RECORDS FOR THIS TASK below:
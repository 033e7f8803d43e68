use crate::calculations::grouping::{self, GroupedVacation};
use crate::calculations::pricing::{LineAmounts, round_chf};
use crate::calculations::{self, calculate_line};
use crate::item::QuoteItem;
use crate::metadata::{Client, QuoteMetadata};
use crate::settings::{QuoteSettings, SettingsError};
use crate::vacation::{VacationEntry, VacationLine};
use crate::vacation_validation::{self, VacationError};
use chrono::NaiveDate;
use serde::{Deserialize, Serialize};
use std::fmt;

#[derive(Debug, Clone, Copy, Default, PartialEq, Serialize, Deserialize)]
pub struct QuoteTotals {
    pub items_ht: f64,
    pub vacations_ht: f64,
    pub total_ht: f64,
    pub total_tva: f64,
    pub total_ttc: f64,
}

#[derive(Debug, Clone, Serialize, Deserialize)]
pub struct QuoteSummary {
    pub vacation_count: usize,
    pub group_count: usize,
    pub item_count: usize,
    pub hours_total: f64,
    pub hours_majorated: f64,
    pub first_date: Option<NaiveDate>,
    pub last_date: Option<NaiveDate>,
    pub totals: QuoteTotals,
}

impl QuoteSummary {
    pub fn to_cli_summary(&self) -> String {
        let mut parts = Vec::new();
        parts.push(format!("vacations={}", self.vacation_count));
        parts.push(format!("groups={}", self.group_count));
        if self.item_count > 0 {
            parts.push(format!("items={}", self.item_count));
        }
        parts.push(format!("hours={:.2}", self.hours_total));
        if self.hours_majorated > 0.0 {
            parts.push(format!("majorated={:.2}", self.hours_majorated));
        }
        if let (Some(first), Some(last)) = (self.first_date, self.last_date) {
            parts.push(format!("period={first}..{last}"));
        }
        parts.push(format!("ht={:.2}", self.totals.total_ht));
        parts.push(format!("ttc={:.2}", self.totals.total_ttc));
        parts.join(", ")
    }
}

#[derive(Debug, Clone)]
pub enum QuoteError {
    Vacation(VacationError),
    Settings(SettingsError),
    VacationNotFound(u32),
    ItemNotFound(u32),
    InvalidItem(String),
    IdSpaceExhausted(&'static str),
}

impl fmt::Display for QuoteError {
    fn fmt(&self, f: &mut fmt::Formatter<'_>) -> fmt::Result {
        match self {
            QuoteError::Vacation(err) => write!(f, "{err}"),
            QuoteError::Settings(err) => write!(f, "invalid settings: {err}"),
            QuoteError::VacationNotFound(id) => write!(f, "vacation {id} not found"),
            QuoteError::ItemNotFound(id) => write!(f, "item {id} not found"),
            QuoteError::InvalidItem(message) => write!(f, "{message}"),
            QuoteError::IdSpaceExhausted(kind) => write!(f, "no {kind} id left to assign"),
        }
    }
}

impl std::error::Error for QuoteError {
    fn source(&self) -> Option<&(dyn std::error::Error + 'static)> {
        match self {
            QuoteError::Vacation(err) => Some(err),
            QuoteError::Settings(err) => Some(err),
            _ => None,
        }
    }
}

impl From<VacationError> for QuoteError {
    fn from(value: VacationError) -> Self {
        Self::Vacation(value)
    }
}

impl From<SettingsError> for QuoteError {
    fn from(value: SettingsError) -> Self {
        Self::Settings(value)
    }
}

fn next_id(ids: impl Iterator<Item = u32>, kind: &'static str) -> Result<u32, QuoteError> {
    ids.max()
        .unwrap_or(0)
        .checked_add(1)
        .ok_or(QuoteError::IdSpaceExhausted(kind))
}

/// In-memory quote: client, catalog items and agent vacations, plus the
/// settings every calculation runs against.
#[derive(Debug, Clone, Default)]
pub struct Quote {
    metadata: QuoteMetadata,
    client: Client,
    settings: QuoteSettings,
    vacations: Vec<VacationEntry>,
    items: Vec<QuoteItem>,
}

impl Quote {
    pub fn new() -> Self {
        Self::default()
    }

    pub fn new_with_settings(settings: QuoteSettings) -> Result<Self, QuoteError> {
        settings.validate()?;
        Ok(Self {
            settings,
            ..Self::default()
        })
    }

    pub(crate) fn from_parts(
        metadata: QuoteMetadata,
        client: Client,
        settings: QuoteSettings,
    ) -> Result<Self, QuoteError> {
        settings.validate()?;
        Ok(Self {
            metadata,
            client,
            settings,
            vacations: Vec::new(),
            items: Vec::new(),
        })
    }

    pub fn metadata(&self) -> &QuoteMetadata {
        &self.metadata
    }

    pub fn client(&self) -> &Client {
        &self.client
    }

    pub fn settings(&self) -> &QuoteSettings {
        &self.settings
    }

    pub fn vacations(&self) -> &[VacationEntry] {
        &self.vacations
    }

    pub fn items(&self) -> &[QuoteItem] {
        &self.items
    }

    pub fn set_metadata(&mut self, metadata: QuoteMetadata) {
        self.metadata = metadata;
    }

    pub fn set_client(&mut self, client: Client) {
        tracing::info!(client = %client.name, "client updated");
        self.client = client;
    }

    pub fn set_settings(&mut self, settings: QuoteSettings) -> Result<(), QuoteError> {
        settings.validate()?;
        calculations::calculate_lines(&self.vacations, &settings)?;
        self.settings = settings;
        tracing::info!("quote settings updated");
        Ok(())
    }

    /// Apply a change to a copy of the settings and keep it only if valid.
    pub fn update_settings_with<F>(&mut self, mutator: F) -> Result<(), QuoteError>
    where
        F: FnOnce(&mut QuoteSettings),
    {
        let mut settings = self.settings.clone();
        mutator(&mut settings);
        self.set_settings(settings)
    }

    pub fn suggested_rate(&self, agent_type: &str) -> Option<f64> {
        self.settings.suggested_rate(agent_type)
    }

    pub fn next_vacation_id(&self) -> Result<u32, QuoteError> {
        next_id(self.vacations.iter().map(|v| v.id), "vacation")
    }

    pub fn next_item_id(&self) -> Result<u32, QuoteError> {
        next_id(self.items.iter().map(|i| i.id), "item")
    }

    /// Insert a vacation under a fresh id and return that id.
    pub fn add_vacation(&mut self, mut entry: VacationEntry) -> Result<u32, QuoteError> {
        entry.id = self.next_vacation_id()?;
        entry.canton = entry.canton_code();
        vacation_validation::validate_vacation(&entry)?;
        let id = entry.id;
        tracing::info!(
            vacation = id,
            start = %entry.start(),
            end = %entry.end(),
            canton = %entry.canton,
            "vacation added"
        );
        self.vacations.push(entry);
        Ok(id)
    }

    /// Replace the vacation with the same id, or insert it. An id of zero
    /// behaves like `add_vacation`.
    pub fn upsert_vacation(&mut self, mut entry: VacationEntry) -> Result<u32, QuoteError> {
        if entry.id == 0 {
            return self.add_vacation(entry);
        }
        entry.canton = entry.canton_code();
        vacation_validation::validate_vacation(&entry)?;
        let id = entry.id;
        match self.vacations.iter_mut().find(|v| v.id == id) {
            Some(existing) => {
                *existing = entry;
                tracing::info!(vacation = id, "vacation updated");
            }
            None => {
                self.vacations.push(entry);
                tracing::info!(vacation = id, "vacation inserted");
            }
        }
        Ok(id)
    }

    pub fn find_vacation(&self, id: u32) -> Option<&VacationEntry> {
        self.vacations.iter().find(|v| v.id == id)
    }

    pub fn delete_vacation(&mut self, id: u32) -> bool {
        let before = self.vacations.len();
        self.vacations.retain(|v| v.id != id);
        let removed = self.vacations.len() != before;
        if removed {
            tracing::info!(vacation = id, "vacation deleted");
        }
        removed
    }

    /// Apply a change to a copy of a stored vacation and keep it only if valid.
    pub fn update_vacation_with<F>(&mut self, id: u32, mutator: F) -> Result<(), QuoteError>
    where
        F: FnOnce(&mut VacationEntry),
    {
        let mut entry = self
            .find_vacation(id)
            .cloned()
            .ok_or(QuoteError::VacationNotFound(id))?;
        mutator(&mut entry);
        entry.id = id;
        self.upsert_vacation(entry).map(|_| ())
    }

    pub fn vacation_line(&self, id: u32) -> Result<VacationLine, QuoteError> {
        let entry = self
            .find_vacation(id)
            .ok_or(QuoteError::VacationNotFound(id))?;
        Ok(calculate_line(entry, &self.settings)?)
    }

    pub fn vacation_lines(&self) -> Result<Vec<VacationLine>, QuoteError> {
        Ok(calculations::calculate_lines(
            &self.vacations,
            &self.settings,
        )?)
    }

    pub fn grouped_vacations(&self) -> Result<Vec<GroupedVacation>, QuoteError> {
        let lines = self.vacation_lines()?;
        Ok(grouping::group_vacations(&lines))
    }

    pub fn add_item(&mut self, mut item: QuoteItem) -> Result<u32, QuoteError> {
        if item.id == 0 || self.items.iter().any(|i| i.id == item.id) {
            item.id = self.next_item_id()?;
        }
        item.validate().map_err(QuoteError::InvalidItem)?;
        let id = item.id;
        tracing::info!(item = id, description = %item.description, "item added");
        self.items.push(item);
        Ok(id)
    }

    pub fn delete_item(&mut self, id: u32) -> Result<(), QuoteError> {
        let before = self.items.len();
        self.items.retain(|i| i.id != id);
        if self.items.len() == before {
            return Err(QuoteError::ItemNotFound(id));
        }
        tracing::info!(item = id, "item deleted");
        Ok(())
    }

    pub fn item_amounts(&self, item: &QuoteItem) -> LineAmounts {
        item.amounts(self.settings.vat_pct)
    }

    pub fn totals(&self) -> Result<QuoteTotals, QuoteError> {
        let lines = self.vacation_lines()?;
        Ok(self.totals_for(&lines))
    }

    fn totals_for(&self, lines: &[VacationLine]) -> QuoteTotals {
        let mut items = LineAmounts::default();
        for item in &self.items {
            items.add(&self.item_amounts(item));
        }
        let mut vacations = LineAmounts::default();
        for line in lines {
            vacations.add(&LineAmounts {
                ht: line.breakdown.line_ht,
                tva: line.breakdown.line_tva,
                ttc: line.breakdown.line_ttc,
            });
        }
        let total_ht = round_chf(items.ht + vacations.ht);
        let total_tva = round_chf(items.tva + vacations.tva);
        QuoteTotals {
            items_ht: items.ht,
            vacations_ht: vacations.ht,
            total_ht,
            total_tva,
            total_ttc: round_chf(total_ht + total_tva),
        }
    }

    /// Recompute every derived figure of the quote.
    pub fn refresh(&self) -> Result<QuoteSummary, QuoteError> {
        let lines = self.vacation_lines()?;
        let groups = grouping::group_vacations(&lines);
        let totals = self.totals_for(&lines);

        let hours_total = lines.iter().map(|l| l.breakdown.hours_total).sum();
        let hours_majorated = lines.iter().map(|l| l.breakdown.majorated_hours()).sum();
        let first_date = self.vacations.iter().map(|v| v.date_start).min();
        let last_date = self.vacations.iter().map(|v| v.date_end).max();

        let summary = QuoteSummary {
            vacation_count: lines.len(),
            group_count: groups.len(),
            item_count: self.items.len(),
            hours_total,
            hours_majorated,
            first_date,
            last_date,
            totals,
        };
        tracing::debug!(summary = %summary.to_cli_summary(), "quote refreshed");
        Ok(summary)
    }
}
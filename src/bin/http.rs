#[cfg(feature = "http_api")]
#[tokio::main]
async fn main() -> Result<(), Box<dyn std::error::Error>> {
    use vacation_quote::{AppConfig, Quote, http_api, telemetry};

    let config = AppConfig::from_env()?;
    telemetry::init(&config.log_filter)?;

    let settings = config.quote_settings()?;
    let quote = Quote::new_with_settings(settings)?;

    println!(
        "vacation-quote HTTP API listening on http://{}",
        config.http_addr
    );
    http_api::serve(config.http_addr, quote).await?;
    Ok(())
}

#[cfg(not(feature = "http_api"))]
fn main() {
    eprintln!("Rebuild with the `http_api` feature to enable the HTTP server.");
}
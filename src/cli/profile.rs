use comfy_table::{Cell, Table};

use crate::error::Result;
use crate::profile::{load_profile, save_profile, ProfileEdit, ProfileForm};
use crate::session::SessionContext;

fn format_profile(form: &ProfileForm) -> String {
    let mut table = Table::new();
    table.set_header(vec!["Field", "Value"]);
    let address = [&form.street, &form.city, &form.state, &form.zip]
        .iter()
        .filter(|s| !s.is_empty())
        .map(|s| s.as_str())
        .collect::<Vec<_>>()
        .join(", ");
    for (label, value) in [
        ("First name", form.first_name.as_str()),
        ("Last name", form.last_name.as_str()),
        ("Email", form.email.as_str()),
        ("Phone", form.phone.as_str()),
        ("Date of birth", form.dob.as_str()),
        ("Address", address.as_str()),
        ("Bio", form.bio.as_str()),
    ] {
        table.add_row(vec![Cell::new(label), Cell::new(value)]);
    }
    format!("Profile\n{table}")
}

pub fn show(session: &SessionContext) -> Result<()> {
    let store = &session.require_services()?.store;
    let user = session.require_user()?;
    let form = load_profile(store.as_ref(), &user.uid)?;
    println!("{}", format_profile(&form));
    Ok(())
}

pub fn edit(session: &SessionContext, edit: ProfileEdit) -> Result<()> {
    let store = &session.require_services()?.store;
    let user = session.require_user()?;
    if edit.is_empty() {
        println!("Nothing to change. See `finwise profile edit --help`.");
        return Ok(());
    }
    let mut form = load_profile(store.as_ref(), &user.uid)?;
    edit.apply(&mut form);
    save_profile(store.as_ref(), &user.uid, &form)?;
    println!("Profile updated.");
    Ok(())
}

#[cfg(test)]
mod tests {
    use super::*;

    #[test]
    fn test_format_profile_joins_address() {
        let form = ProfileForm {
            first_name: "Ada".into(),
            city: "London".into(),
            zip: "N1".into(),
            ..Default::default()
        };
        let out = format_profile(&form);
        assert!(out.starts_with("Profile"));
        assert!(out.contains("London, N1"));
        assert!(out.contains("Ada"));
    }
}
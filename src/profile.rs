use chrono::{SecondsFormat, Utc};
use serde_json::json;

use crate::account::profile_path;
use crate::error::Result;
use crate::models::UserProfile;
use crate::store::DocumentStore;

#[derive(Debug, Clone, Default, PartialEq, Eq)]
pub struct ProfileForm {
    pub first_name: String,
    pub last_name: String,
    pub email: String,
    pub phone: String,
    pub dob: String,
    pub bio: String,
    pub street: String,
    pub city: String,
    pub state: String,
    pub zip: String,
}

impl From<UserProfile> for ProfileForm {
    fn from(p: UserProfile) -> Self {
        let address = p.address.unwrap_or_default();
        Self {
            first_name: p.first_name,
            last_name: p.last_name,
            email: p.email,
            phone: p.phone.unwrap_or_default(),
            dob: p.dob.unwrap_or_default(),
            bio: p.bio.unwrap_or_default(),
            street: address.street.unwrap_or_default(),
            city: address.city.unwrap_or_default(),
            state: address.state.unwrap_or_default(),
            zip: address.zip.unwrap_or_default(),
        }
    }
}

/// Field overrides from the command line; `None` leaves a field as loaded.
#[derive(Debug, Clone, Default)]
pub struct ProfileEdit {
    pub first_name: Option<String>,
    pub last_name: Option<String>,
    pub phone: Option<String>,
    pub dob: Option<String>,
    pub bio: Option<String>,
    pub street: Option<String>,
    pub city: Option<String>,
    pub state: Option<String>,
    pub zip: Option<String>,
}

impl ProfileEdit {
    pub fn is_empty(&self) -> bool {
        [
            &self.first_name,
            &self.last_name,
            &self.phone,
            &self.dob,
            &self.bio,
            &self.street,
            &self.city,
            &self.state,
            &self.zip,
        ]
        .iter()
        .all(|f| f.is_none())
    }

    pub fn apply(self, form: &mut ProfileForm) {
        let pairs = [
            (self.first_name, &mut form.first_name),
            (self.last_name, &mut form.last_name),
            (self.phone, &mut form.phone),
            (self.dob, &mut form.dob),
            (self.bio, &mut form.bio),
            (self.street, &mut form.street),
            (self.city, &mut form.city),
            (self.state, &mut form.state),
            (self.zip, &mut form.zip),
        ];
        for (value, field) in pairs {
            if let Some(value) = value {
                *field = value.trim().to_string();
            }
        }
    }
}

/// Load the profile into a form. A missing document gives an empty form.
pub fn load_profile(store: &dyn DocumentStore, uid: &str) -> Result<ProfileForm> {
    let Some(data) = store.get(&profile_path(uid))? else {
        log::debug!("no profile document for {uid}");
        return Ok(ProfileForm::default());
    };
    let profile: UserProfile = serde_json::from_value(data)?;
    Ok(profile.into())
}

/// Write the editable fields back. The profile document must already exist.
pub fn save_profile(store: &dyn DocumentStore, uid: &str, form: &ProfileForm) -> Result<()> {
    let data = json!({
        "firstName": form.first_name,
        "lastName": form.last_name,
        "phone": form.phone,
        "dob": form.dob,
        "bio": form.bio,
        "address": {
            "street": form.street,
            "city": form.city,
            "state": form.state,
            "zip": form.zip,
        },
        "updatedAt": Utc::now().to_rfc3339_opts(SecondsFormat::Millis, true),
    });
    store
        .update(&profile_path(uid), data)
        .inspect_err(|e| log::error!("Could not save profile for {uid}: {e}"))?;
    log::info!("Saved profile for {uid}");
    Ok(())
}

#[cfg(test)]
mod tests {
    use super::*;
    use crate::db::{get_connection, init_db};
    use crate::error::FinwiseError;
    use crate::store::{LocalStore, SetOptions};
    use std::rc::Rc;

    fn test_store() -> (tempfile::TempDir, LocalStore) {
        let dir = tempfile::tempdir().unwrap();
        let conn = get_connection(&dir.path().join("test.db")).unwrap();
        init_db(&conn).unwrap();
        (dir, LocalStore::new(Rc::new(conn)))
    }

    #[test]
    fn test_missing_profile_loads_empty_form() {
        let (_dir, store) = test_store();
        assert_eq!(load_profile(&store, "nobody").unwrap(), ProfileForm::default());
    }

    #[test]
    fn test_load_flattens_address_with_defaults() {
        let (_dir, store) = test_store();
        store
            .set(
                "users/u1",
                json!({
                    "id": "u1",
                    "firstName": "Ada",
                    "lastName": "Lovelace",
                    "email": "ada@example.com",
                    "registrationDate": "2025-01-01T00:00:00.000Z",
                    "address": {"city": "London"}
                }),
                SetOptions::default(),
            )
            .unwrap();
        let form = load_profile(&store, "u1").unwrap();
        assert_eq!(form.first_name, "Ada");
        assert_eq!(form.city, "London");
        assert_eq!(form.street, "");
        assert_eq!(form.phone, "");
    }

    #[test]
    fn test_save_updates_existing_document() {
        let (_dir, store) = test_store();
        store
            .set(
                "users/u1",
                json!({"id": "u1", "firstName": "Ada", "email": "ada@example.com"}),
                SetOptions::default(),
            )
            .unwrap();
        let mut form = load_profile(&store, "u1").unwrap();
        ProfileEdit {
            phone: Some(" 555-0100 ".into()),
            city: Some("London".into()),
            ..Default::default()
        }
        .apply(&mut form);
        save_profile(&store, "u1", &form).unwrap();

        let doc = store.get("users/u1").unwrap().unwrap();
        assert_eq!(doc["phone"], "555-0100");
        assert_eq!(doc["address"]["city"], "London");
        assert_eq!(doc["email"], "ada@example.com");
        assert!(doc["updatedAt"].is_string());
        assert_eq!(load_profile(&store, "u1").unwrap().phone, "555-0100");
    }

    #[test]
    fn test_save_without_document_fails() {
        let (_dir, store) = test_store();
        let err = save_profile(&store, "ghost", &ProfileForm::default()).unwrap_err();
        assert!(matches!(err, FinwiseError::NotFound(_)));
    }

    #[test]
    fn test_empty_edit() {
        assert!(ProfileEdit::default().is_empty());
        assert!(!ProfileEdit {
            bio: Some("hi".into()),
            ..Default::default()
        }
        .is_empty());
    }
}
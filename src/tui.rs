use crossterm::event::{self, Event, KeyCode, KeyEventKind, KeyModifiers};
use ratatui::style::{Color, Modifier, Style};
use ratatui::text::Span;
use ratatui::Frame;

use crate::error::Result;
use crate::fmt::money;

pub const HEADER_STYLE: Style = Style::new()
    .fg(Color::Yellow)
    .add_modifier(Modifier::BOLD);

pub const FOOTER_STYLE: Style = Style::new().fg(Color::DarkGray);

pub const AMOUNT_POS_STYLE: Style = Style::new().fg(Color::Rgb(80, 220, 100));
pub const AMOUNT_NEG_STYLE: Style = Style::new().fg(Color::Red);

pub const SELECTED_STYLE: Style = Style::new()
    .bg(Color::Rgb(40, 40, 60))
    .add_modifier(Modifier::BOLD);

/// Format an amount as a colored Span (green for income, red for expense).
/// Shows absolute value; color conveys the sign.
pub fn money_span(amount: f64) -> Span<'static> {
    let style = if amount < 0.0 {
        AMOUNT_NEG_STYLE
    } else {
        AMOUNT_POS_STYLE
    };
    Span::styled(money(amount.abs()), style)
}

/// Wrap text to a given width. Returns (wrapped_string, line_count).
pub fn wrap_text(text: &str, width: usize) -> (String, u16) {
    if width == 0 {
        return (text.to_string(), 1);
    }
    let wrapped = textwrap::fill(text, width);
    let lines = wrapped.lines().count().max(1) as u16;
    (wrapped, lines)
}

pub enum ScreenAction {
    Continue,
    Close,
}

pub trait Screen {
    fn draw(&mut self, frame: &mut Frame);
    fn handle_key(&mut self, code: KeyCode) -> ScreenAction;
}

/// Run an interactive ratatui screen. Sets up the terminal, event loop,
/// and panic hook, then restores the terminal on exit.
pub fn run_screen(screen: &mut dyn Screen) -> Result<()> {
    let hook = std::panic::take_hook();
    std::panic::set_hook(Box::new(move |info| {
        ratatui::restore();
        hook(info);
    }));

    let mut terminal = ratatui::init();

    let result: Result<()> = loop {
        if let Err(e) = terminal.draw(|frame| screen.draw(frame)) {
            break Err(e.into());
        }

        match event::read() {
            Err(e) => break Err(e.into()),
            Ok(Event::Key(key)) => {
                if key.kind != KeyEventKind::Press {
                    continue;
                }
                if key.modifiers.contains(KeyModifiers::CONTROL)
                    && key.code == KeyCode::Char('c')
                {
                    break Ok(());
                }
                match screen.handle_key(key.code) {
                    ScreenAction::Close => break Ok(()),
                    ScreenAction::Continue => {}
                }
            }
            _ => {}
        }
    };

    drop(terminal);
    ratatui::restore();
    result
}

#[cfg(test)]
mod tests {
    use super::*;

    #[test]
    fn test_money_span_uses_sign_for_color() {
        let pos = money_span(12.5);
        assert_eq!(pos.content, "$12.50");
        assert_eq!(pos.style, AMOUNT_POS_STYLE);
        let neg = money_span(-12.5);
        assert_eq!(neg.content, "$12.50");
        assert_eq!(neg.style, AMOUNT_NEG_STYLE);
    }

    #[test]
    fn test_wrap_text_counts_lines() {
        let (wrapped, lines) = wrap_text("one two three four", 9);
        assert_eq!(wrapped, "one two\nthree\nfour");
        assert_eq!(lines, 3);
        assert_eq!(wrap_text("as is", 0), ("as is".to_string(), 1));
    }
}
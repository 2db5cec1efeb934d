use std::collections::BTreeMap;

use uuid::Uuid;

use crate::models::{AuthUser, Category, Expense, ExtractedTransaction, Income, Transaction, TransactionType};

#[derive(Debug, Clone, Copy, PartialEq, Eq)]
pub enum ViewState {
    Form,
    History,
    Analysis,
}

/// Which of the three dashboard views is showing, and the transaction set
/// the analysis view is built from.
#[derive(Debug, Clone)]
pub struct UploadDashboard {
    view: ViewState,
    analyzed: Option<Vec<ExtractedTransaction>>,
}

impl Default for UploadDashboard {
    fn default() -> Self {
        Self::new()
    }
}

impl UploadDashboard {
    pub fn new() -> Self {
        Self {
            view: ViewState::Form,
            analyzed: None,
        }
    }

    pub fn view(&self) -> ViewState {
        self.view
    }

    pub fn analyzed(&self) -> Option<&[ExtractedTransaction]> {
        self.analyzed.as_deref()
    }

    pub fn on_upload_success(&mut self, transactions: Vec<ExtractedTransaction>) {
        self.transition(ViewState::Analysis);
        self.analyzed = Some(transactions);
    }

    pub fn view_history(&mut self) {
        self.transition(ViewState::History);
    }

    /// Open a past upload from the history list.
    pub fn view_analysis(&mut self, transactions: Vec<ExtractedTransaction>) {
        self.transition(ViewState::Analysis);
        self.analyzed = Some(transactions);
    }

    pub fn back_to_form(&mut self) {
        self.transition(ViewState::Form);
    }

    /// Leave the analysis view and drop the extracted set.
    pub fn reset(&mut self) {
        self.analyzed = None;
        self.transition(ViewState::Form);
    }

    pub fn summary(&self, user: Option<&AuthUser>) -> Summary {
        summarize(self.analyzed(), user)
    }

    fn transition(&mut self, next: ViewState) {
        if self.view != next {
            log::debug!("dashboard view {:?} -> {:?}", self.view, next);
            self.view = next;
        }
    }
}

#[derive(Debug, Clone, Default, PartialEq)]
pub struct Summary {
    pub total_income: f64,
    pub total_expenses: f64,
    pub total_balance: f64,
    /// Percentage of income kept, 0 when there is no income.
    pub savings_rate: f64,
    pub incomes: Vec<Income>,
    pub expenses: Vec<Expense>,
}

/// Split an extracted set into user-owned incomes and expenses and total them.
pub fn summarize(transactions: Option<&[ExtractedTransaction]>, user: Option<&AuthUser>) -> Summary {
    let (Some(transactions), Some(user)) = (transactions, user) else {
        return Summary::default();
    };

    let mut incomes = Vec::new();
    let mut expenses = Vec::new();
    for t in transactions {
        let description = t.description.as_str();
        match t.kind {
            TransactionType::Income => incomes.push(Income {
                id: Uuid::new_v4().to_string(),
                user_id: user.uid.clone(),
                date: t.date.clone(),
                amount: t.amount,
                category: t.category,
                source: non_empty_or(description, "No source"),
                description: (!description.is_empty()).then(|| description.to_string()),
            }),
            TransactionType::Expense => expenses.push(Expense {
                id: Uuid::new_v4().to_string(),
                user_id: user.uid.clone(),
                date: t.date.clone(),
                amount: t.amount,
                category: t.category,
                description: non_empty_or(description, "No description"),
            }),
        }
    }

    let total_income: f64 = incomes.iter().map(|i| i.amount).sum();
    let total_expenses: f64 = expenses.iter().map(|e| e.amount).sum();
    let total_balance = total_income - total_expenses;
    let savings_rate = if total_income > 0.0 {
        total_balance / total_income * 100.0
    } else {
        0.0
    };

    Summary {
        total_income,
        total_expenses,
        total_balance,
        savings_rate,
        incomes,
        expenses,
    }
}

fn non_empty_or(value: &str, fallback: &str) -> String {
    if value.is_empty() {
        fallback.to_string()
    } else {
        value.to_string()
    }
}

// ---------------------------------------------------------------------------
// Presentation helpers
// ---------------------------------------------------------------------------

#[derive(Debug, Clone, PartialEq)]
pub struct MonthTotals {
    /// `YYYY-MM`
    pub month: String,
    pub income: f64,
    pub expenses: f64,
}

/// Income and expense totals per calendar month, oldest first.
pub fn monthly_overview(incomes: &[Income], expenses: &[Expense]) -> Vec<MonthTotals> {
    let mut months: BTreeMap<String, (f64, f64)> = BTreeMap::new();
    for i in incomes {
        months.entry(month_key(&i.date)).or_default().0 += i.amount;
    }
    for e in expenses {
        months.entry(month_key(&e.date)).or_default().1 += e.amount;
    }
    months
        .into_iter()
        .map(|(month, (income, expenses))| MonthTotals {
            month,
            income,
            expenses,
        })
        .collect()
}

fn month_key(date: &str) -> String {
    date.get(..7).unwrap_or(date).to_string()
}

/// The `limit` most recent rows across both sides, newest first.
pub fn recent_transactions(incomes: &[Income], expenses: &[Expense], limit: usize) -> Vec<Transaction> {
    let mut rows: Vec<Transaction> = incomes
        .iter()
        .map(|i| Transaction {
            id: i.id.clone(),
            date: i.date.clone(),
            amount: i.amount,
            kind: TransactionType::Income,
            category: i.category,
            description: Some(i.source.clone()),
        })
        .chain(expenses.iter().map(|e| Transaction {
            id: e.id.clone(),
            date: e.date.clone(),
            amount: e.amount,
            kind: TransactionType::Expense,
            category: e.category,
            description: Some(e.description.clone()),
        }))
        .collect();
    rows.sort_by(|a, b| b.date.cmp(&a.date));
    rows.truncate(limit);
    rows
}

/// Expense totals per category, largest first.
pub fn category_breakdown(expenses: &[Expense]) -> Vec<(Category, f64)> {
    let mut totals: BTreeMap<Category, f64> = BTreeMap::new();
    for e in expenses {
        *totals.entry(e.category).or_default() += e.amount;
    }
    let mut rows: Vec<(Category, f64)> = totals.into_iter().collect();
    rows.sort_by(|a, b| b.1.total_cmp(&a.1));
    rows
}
End of RECORDS FOR THIS TASK.
### ABOUT THIS TASK
Throughout the listing above, count the lines where the word "Deserialize" appears, then reply with that count and no other words.

### TASK SOLUTION
3